Everywhere I read that obesity is a medical problem. It is not. Not unless motoring is also a medical problem. Both obesity and driving have bad health, hence medical, consequences, but they are lifestyle choices. Of all the philosophical and religious constructs invented by human beings, for me, the only sensible and intelligent place in the forest to sit is in the chair marked existentialism. Simply put, existentialism states that human beings find themselves in a material universe, including our material bodies, and are faced with the inevitability of choice.
The clever thing is that choice isn't optional. There are many things I cannot choose; I can't choose to have been born in a different place or a different time. I can't choose to have a wonderful voice or a magical athletic talent. But there are many other things I can choose, indeed, everything which is not inevitable is subject to choice, even if whoremaster man* denies it.
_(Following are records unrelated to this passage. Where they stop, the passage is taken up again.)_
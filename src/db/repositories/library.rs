use super::{format_timestamp, from_db_count, parse_timestamp, to_db_count};
use crate::domain::{AnimeId, WatchStatus};
use crate::entities::{library_entries, prelude::*};
use crate::models::LibraryEntry;
use anyhow::{Context, Result};
use chrono::Utc;
use sea_orm::sea_query::OnConflict;
use sea_orm::{ConnectionTrait, DatabaseConnection, EntityTrait, QueryOrder, Set};

pub struct LibraryRepository {
    conn: DatabaseConnection,
}

impl LibraryRepository {
    #[must_use]
    pub const fn new(conn: DatabaseConnection) -> Self {
        Self { conn }
    }

    pub async fn list(&self) -> Result<Vec<LibraryEntry>> {
        let rows = LibraryEntries::find()
            .order_by_asc(library_entries::Column::Title)
            .all(&self.conn)
            .await?;

        rows.into_iter().map(map_model).collect()
    }

    pub async fn get(&self, id: AnimeId) -> Result<Option<LibraryEntry>> {
        find(&self.conn, id).await
    }

    pub async fn save(&self, entry: &LibraryEntry) -> Result<()> {
        upsert(&self.conn, entry).await
    }

    pub async fn remove(&self, id: AnimeId) -> Result<bool> {
        let result = LibraryEntries::delete_by_id(id.value())
            .exec(&self.conn)
            .await?;
        Ok(result.rows_affected > 0)
    }
}

pub(crate) async fn find<C: ConnectionTrait>(conn: &C, id: AnimeId) -> Result<Option<LibraryEntry>> {
    LibraryEntries::find_by_id(id.value())
        .one(conn)
        .await?
        .map(map_model)
        .transpose()
}

/// Inserts or fully replaces an entry; `created_at` is kept on update.
pub(crate) async fn upsert<C: ConnectionTrait>(conn: &C, entry: &LibraryEntry) -> Result<()> {
    let updated_at = format_timestamp(&entry.updated_at);
    let active_model = library_entries::ActiveModel {
        id: Set(entry.id.value()),
        title: Set(entry.title.clone()),
        title_english: Set(entry.title_english.clone()),
        title_japanese: Set(entry.title_japanese.clone()),
        episodes: Set(entry.episodes.map(to_db_count)),
        status: Set(entry.status.as_str().to_string()),
        progress: Set(to_db_count(entry.progress)),
        created_at: Set(format_timestamp(&Utc::now())),
        updated_at: Set(updated_at),
    };

    LibraryEntries::insert(active_model)
        .on_conflict(
            OnConflict::column(library_entries::Column::Id)
                .update_columns([
                    library_entries::Column::Title,
                    library_entries::Column::TitleEnglish,
                    library_entries::Column::TitleJapanese,
                    library_entries::Column::Episodes,
                    library_entries::Column::Status,
                    library_entries::Column::Progress,
                    library_entries::Column::UpdatedAt,
                ])
                .to_owned(),
        )
        .exec(conn)
        .await?;

    Ok(())
}

fn map_model(model: library_entries::Model) -> Result<LibraryEntry> {
    let status: WatchStatus = model
        .status
        .parse()
        .with_context(|| format!("Library entry {} has a corrupt status", model.id))?;

    Ok(LibraryEntry {
        id: AnimeId::new(model.id),
        title: model.title,
        title_english: model.title_english,
        title_japanese: model.title_japanese,
        episodes: model.episodes.map(from_db_count),
        status,
        progress: from_db_count(model.progress),
        updated_at: parse_timestamp(&model.updated_at)?,
    })
}
impl Orchestrator {
    #[must_use]
    pub fn new(
        library: Arc<dyn LibraryService>,
        provider: Arc<dyn MediaProvider>,
        config: &ResolutionConfig,
        event_bus: broadcast::Sender<NotificationEvent>,
    ) -> Self {
        Self {
            library,
            provider,
            resolver: EpisodeResolver::new(config),
            max_relation_steps: config.max_relation_steps,
            search_result_limit: config.search_result_limit,
            event_bus,
            pending: RwLock::new(HashMap::new()),
        }
    }

    /// Processes queued commands until every [`PipelineHandle`] is dropped.
    pub async fn run(self: Arc<Self>, mut commands: mpsc::Receiver<PipelineCommand>) {
        info!("Detection pipeline started");

        while let Some(command) = commands.recv().await {
            match command {
                PipelineCommand::Detect(detection) => {
                    if let Err(e) = self.handle_detection(detection).await {
                        warn!(error = %e, "Detection failed");
                        self.publish(NotificationEvent::Error {
                            message: format!("Detection failed: {e}"),
                        });
                    }
                }
                PipelineCommand::Resolve {
                    request_id,
                    anime_id,
                    reply,
                } => {
                    let result = self.resolve_pending(request_id, anime_id).await;
                    let _ = reply.send(result);
                }
                PipelineCommand::Cancel { request_id, reply } => {
                    let result = self.cancel_pending(request_id).await;
                    let _ = reply.send(result);
                }
            }
        }

        info!("Detection pipeline stopped");
    }

    /// Open disambiguation requests, oldest first.
    pub async fn pending(&self) -> Vec<PendingDisambiguation> {
        let mut pending: Vec<_> = self.pending.read().await.values().cloned().collect();
        pending.sort_by_key(|p| p.created_at);
        pending
    }

    pub async fn handle_detection(
        &self,
        detection: EpisodeDetection,
    ) -> Result<DetectionOutcome, OrchestratorError> {
        metrics::counter!("shiori_detections_total", "platform" => detection.platform.as_str())
            .increment(1);

        let outcome = match normalize(detection) {
            Ok(observation) => {
                self.publish(NotificationEvent::DetectionReceived {
                    platform: observation.detection.platform,
                    title: observation.title().to_string(),
                    episode: observation.episode(),
                });
                self.attribute(observation).await?
            }
            Err((raw_title, reason)) => {
                debug!(title = %raw_title, reason, "Ignoring detection");
                self.publish(NotificationEvent::DetectionIgnored {
                    title: raw_title,
                    reason: reason.to_string(),
                });
                DetectionOutcome::Ignored {
                    reason: reason.to_string(),
                }
            }
        };

        metrics::counter!("shiori_detection_outcomes_total", "outcome" => outcome.label())
            .increment(1);
        Ok(outcome)
    }

    /// Answers a disambiguation request with the anime the user picked.
    ///
    /// Records a title mapping so the same title resolves directly next time.
    pub async fn resolve_pending(
        &self,
        request_id: Uuid,
        anime_id: AnimeId,
    ) -> Result<DetectionOutcome, OrchestratorError> {
        let request = self
            .pending
            .write()
            .await
            .remove(&request_id)
            .ok_or(OrchestratorError::UnknownRequest(request_id))?;

        let entry = match self.entry_for_choice(&request, anime_id).await {
            Ok(entry) => entry,
            Err(e) => {
                // Keep the request answerable.
                self.pending.write().await.insert(request_id, request);
                return Err(e);
            }
        };

        let mapping_key = TitleMapping::key_with_season(
            &request.detection.raw_title,
            request.detection.season_number,
        );
        self.library.add_mapping(&mapping_key, anime_id).await?;

        info!(
            event = "disambiguation_resolved",
            request_id = %request_id,
            anime_id = %anime_id,
            title = %request.detection.raw_title,
            "Disambiguation resolved"
        );
        self.publish(NotificationEvent::DisambiguationResolved {
            request_id,
            anime_id,
        });

        let season_hint = request.detection.season_number;
        let observation = Observation {
            detection: request.detection,
            season_hint,
        };
        self.apply(&entry, &observation).await
    }

    pub async fn cancel_pending(&self, request_id: Uuid) -> Result<(), OrchestratorError> {
        self.pending
            .write()
            .await
            .remove(&request_id)
            .ok_or(OrchestratorError::UnknownRequest(request_id))?;

        info!(event = "disambiguation_cancelled", request_id = %request_id, "Disambiguation cancelled");
        self.publish(NotificationEvent::DisambiguationCancelled { request_id });
        Ok(())
    }

    async fn attribute(
        &self,
        observation: Observation,
    ) -> Result<DetectionOutcome, OrchestratorError> {
        let library = self.library.list_entries().await?;
        let mappings = self.library.list_mappings().await?;

        if let Some(found) = find_match(
            observation.title(),
            observation.season_hint,
            &library,
            &mappings,
        ) {
            debug!(
                title = %observation.title(),
                anime_id = %found.entry.id,
                kind = ?found.kind,
                "Matched library entry"
            );
            let entry = found.entry.clone();
            return self.apply(&entry, &observation).await;
        }

        let found = match self.search_candidates(&observation).await {
            Ok(found) => found,
            Err(e) => {
                warn!(title = %observation.title(), error = %e, "Title search failed");
                return Ok(self.request_disambiguation(observation, Vec::new()).await);
            }
        };

        let accepted = if found.season_matched {
            pick_candidate(observation.title(), &found.candidates)
        } else {
            None
        };

        match accepted {
            Some(media) => {
                info!(
                    event = "auto_accepted",
                    title = %observation.title(),
                    anime_id = %media.id,
                    "Accepted single search result"
                );
                let ensured = self
                    .library
                    .ensure_entry(media, WatchStatus::Watching)
                    .await?;
                self.library
                    .add_mapping(&observation.mapping_key(), media.id)
                    .await?;
                self.apply(&ensured.entry, &observation).await
            }
            None => Ok(self
                .request_disambiguation(observation, found.candidates)
                .await),
        }
    }

    /// Provider search filtered to the detected season.
    ///
    /// When nothing survives the filter the unfiltered results are returned
    /// with `season_matched = false`, so the user still has something to
    /// choose from but nothing is auto-accepted.
    async fn search_candidates(
        &self,
        observation: &Observation,
    ) -> Result<SearchCandidates, ProviderError> {
        let results = self
            .provider
            .search_by_title(observation.title(), observation.season_hint)
            .await?;

        let wanted = observation.season_hint.unwrap_or(1);
        let (mut matching, others): (Vec<MediaSummary>, Vec<MediaSummary>) = results
            .into_iter()
            .partition(|m| season_of_titles(m.titles()) == wanted);

        let season_matched = !matching.is_empty();
        if !season_matched {
            matching = others;
        }
        matching.truncate(self.search_result_limit);

        Ok(SearchCandidates {
            candidates: matching,
            season_matched,
        })
    }

    async fn request_disambiguation(
        &self,
        observation: Observation,
        candidates: Vec<MediaSummary>,
    ) -> DetectionOutcome {
        let request = PendingDisambiguation {
            id: Uuid::new_v4(),
            detection: observation.detection,
            candidates,
            created_at: Utc::now(),
        };
        let request_id = request.id;

        info!(
            event = "disambiguation_needed",
            request_id = %request_id,
            title = %request.detection.raw_title,
            candidates = request.candidates.len(),
            "Detection needs a human decision"
        );
        self.publish(NotificationEvent::DisambiguationNeeded {
            request_id,
            raw_title: request.detection.raw_title.clone(),
            episode: request
                .detection
                .season_episode
                .or(request.detection.overall_episode),
            candidates: request.candidates.clone(),
        });

        self.pending.write().await.insert(request_id, request);
        DetectionOutcome::NeedsDisambiguation { request_id }
    }

    async fn entry_for_choice(
        &self,
        request: &PendingDisambiguation,
        anime_id: AnimeId,
    ) -> Result<LibraryEntry, OrchestratorError> {
        match self.library.get_entry(anime_id).await {
            Ok(entry) => return Ok(entry),
            Err(LibraryError::NotFound(_)) => {}
            Err(e) => return Err(e.into()),
        }

        let media = match request.candidates.iter().find(|c| c.id == anime_id) {
            Some(candidate) => candidate.clone(),
            None => self.provider.get_media_relations(anime_id).await?.media,
        };

        Ok(self
            .library
            .ensure_entry(&media, WatchStatus::Watching)
            .await?
            .entry)
    }

    /// Resolves absolute numbering if needed and reconciles the episode.
    async fn apply(
        &self,
        entry: &LibraryEntry,
        observation: &Observation,
    ) -> Result<DetectionOutcome, OrchestratorError> {
        let Some(observed) = observation.episode() else {
            return Ok(DetectionOutcome::Ignored {
                reason: "missing episode".to_string(),
            });
        };

        let (target, episode) = self.resolve_target(entry, observation, observed).await?;

        let reconciliation = self
            .library
            .record_progress(target.id, episode, observation.detection.platform.source())
            .await?;
        let updated = &reconciliation.entry;

        self.publish(NotificationEvent::NowWatching {
            anime_id: updated.id,
            title: updated.title.clone(),
            episode,
        });

        if reconciliation.changed() {
            Ok(DetectionOutcome::Updated {
                anime_id: updated.id,
                title: updated.title.clone(),
                episode,
                progress: updated.progress,
                status: updated.status,
                clamp: reconciliation.clamp,
            })
        } else {
            Ok(DetectionOutcome::Unchanged {
                anime_id: updated.id,
                title: updated.title.clone(),
                episode,
                progress: updated.progress,
                clamp: reconciliation.clamp,
            })
        }
    }

    async fn resolve_target(
        &self,
        entry: &LibraryEntry,
        observation: &Observation,
        observed: u32,
    ) -> Result<(LibraryEntry, u32), OrchestratorError> {
        let detection = &observation.detection;
        if detection.season_episode.is_some()
            || !self.resolver.needs_resolution(
                detection.overall_episode,
                observation.season_hint,
                entry.known_episodes(),
            )
        {
            return Ok((entry.clone(), observed));
        }

        let seed_hint = SeasonEntry {
            anime_id: entry.id,
            title: entry.title.clone(),
            episode_count: entry.episodes,
        };
        let timeline = TimelineBuilder::new(self.provider.as_ref(), self.max_relation_steps)
            .build(entry.id, Some(seed_hint))
            .await;

        if timeline.len() < 2 || !timeline.contains(entry.id) {
            debug!(anime_id = %entry.id, seasons = timeline.len(), "No franchise to resolve against");
            return Ok((entry.clone(), observed));
        }

        let Some(resolved) = self.resolver.resolve(&timeline, observed) else {
            return Ok((entry.clone(), observed));
        };

        info!(
            event = "episode_resolved",
            absolute = observed,
            anime_id = %resolved.anime_id,
            episode = resolved.episode,
            season_index = resolved.season_index,
            extrapolated = resolved.extrapolated,
            partial = timeline.partial,
            "Resolved absolute episode"
        );

        if resolved.anime_id == entry.id {
            return Ok((entry.clone(), resolved.episode));
        }

        let media = timeline
            .seasons
            .iter()
            .find(|s| s.anime_id == resolved.anime_id)
            .map(|season| MediaSummary {
                id: season.anime_id,
                title: season.title.clone(),
                title_english: None,
                title_japanese: None,
                episodes: season.episode_count,
            })
            .unwrap_or_else(|| MediaSummary {
                id: resolved.anime_id,
                title: resolved.title.clone(),
                title_english: None,
                title_japanese: None,
                episodes: None,
            });

        let ensured = self
            .library
            .ensure_entry(&media, WatchStatus::Watching)
            .await?;
        Ok((ensured.entry, resolved.episode))
    }

    fn publish(&self, event: NotificationEvent) {
        let _ = self.event_bus.send(event);
    }
}
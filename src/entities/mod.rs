pub mod prelude;

pub mod library_entries;
pub mod title_mappings;
pub mod watch_events;
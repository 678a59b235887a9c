//! Upload notification events
//!
//! Events arrive as JSON objects, one per line. Only `name` is required; a
//! `bucket` field, when present, overrides the configured bucket.

use crate::domain::{Result, TallyError};
use serde::{Deserialize, Serialize};

/// A storage notification for one uploaded object
#[derive(Debug, Clone, PartialEq, Eq, Serialize, Deserialize)]
pub struct NotificationEvent {
    /// Object path inside the bucket
    pub name: String,

    /// Bucket holding the object
    #[serde(default, skip_serializing_if = "Option::is_none")]
    pub bucket: Option<String>,
}

impl NotificationEvent {
    pub fn new(name: impl Into<String>) -> Self {
        Self {
            name: name.into(),
            bucket: None,
        }
    }

    /// Parse one feed line; `Ok(None)` for blank lines
    pub fn parse_line(line: &str) -> Result<Option<Self>> {
        let line = line.trim();
        if line.is_empty() {
            return Ok(None);
        }
        serde_json::from_str(line)
            .map(Some)
            .map_err(|e| TallyError::Trigger(format!("Malformed notification: {e}")))
    }
}
//! Object store factory
//!
//! Builds the configured [`ObjectStore`] backend.

use crate::adapters::storage::{HttpObjectStore, LocalObjectStore, ObjectStore};
use crate::config::{StorageBackend, StorageConfig};
use crate::domain::Result;
use std::sync::Arc;

/// Create an object store based on the `[storage]` section
///
/// # Errors
///
/// Returns an error if the HTTP backend is selected with an unusable base URL.
pub fn create_object_store(config: &StorageConfig) -> Result<Arc<dyn ObjectStore>> {
    match config.backend {
        StorageBackend::Local => {
            tracing::info!(root = %config.root, "Using local object storage");
            Ok(Arc::new(LocalObjectStore::new(&config.root)))
        }
        StorageBackend::Http => {
            let store = HttpObjectStore::from_config(config)?;
            tracing::info!(
                base_url = config.base_url.as_deref().unwrap_or_default(),
                authenticated = config.token.is_some(),
                "Using HTTP object storage"
            );
            Ok(Arc::new(store))
        }
    }
}
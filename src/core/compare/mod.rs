//! Batch comparison
//!
//! [`compare_batches`] turns one positional batch pair into a [`BatchResult`].
//! It touches no shared state, which is what lets the coordinator run many
//! comparisons in parallel.

pub mod comparator;
pub mod result;

pub use comparator::{compare_batches, shared_columns};
pub use result::BatchResult;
We know that body mass is a function of food intake and exercise, both of which are under voluntary control, even though millions of people may deny it. The recent ‘discovery’ of a ‘fat gene’ exemplified yet again the scientific illiteracy of our media. Farmers have been selectively breeding their livestock to maximise meat production long before gene theory was even elucidated. No one doubted the existence of genes which predispose people to weight gain. The scientists have added to the knowledge of the genome, they have not, and would not, claim to have ‘discovered a fat gene’. Even the most efficient food-converting human will lose weight if they eat less than they burn. Hence the Mars® bar diet.
I noticed that a common multipack had bars of 246 calories each. Four a day with black coffee and water would cause me to lose weight. I've always loved Mars bars ever since I was a little boy when they cost four old pence. It was an interesting experience and I made a number of simple discoveries and one which was more unexpected. I lost 1 kg in 10 days. I discovered that the environment is replete with food smells and opportunities to buy food and consume snacks. Twice in the 10 days I had to have a meal with a friend for social reasons, for example, a curry after the cinema, (I deleted two Mars bars that day).
The diet was very simple and cheap, and saved me lots of shopping and food preparation time. I recognised that there is a difference between being hungry and not being full. It must surely be very exceptional over the hundreds of thousands of years during which human beings have evolved, that whole populations have existed where nearly everyone eats until they are full every day. The most startling discovery was that on the days when I laid my head on my pillow having successfully stuck to my diet I felt a great sense of achievement and control. This is presumably how anorexics feel.
So that's it. Obesity is a matter of choice, no matter how anyone might deny it. Clearly in our food-saturated society, where food is cheap, enjoyable, and sociable, these choices are more difficult to make for some people than others, but that observation applies to almost every human activity, and does not detract from the truth of the original proposition. Obviously, living on chocolate is not a serious dietary proposition; merely a device to point out that weight loss is simply a matter of numbers. If you eat less than you burn you will lose weight. It is possible to lose weight while still eating chocolate; it all depends on the quantities involved.
My patients usually recognise that they are overweight; usually they concede that this is bad for them, but much more rarely do they acknowledge that their weight is under their own control. Without the third mental step, no progress can be made. I think this is where we were with smoking 40 years ago, when many regarded smoking as a fact of life. Now, nearly all smokers recognise that they choose to smoke. Human beings have to choose even if they do not acknowledge to themselves what they are doing. This is the existential human predicament. It's one of the things that make life and freedom both interesting and difficult.
The predicament for the profession is that if we offer to solve problems which are not amenable as well as end-stage social pathology, we set ourselves up for failure and disappointment.1 More importantly, we disable the citizen from taking control of their own life.
Footnotes
↵* “This is the excellent foppery of the world, that, when we are sick in fortune, — often the surfeit of our own behaviour, we make guilty of our disasters the sun, the moon, and the stars; as if we were villains on necessity; fools by heavenly compulsion …. an admirable evasion of whoremaster man.” (Edmund the bastard in King Lear 1.ii.125)
- © British Journal of General Practice, 2008.